(Material for this task begins)

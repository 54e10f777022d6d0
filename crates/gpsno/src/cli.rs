//! Clap derive structures for the `gpsno` binary.

use std::path::PathBuf;

use clap::{Args, Parser, Subcommand, ValueEnum};

use gpsno_config::LogFormat;
use gpsno_core::SyncScope;

// ── Top-Level CLI ────────────────────────────────────────────────────

/// gpsno -- keeps the station database and the MQTT bus in agreement
#[derive(Debug, Parser)]
#[command(
    name = "gpsno",
    version,
    about = "Sync GPS:No stations and clusters between Postgres and MQTT",
    long_about = "Bidirectional reconciliation between the station database and the\n\
        MQTT message bus.\n\n\
        Row changes are published as retained messages under {base}/v1/...;\n\
        inbound messages are validated, normalized and written back.",
    propagate_version = true,
    subcommand_required = true,
    arg_required_else_help = true
)]
pub struct Cli {
    #[command(flatten)]
    pub global: GlobalOpts,

    #[command(subcommand)]
    pub command: Command,
}

// ── Global Options ───────────────────────────────────────────────────

#[derive(Debug, Args)]
pub struct GlobalOpts {
    /// Config file (defaults to the platform config directory)
    #[arg(long, env = "GPSNO_CONFIG", global = true)]
    pub config: Option<PathBuf>,

    /// Increase verbosity (-v, -vv, -vvv); RUST_LOG takes precedence
    #[arg(long, short = 'v', action = clap::ArgAction::Count, global = true)]
    pub verbose: u8,

    /// Log line format (overrides [logging] format)
    #[arg(long, global = true)]
    pub log_format: Option<LogFormat>,

    /// When to use color output
    #[arg(long, default_value = "auto", global = true)]
    pub color: ColorMode,

    /// Suppress non-error output
    #[arg(long, short = 'q', global = true)]
    pub quiet: bool,
}

#[derive(Debug, Clone, ValueEnum)]
pub enum ColorMode {
    /// Auto-detect (color if terminal is interactive)
    Auto,
    /// Always emit color codes
    Always,
    /// Never emit color codes
    Never,
}

// ── Commands ─────────────────────────────────────────────────────────

#[derive(Debug, Subcommand)]
pub enum Command {
    /// Run the sync service until interrupted
    Run,

    /// Publish every active entity once, then exit
    Sync(SyncArgs),

    /// Install the change-notification function and table triggers
    InstallTriggers,

    /// Inspect the resolved configuration
    Config(ConfigArgs),

    /// Generate shell completions
    Completions(CompletionsArgs),
}

#[derive(Debug, Args)]
pub struct SyncArgs {
    /// Which entity kinds to publish
    #[arg(value_enum, default_value = "all")]
    pub scope: SyncTarget,
}

#[derive(Debug, Clone, Copy, ValueEnum)]
pub enum SyncTarget {
    Stations,
    Clusters,
    All,
}

impl From<SyncTarget> for SyncScope {
    fn from(target: SyncTarget) -> Self {
        match target {
            SyncTarget::Stations => Self::Stations,
            SyncTarget::Clusters => Self::Clusters,
            SyncTarget::All => Self::All,
        }
    }
}

#[derive(Debug, Args)]
pub struct ConfigArgs {
    #[command(subcommand)]
    pub command: ConfigCommand,
}

#[derive(Debug, Subcommand)]
pub enum ConfigCommand {
    /// Display the resolved configuration with secrets redacted
    Show,

    /// Print the config file location
    Path,
}

#[derive(Debug, Args)]
pub struct CompletionsArgs {
    /// Shell to generate completions for
    pub shell: clap_complete::Shell,
}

(Material for this task ends)

Copy out the lines of the data where the word "Clone" can be found.

▶ **Task solution**
#[derive(Debug, Clone, ValueEnum)]
#[derive(Debug, Clone, Copy, ValueEnum)]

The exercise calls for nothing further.